--- Problem requirements ---
Output all of the records again, exactly as written.

--- The input ---
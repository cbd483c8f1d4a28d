//! Crate-level error types for `loomflow-kernel`.
//!
//! Node-level failures are data ([`NodeError`](crate::workflow::NodeError))
//! and travel inside the execution context. [`KernelError`] is for the things
//! around a run that can go wrong: configuration, serialization and I/O. It is
//! used together with [`error_stack::Report`] so callers can attach context as
//! the error propagates.
//!
//! ```rust,ignore
//! use error_stack::ResultExt;
//! use loomflow_kernel::{KernelError, KernelResult};
//!
//! fn engine_settings() -> KernelResult<EngineConfig> {
//!     loomflow_kernel::config::load_config("loomflow.toml")
//!         .map_err(KernelError::from)
//!         .map_err(error_stack::Report::new)
//!         .attach("loading loomflow.toml")
//! }
//! ```

use crate::config::ConfigError;
use thiserror::Error;

#[derive(Debug, Error)]
#[non_exhaustive]
pub enum KernelError {
    #[error("Config error: {0}")]
    Config(#[from] ConfigError),

    #[error("IO error: {0}")]
    Io(#[from] std::io::Error),

    #[error("Serialization error: {0}")]
    Serialization(#[from] serde_json::Error),

    #[error("{0}")]
    Internal(String),
}

/// `Result` carrying an [`error_stack::Report`] of [`KernelError`].
pub type KernelResult<T> = Result<T, error_stack::Report<KernelError>>;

--- Output for this exercise ---
repository cbd483c8f1d4a28d
//! Crate-level error types for `loomflow-kernel`.
//!
//! Node-level failures are data ([`NodeError`](crate::workflow::NodeError))
//! and travel inside the execution context. [`KernelError`] is for the things
//! around a run that can go wrong: configuration, serialization and I/O. It is
//! used together with [`error_stack::Report`] so callers can attach context as
//! the error propagates.
//!
//! ```rust,ignore
//! use error_stack::ResultExt;
//! use loomflow_kernel::{KernelError, KernelResult};
//!
//! fn engine_settings() -> KernelResult<EngineConfig> {
//!     loomflow_kernel::config::load_config("loomflow.toml")
//!         .map_err(KernelError::from)
//!         .map_err(error_stack::Report::new)
//!         .attach("loading loomflow.toml")
//! }
//! ```

use crate::config::ConfigError;
use thiserror::Error;

#[derive(Debug, Error)]
#[non_exhaustive]
pub enum KernelError {
    #[error("Config error: {0}")]
    Config(#[from] ConfigError),

    #[error("IO error: {0}")]
    Io(#[from] std::io::Error),

    #[error("Serialization error: {0}")]
    Serialization(#[from] serde_json::Error),

    #[error("{0}")]
    Internal(String),
}

/// `Result` carrying an [`error_stack::Report`] of [`KernelError`].
pub type KernelResult<T> = Result<T, error_stack::Report<KernelError>>;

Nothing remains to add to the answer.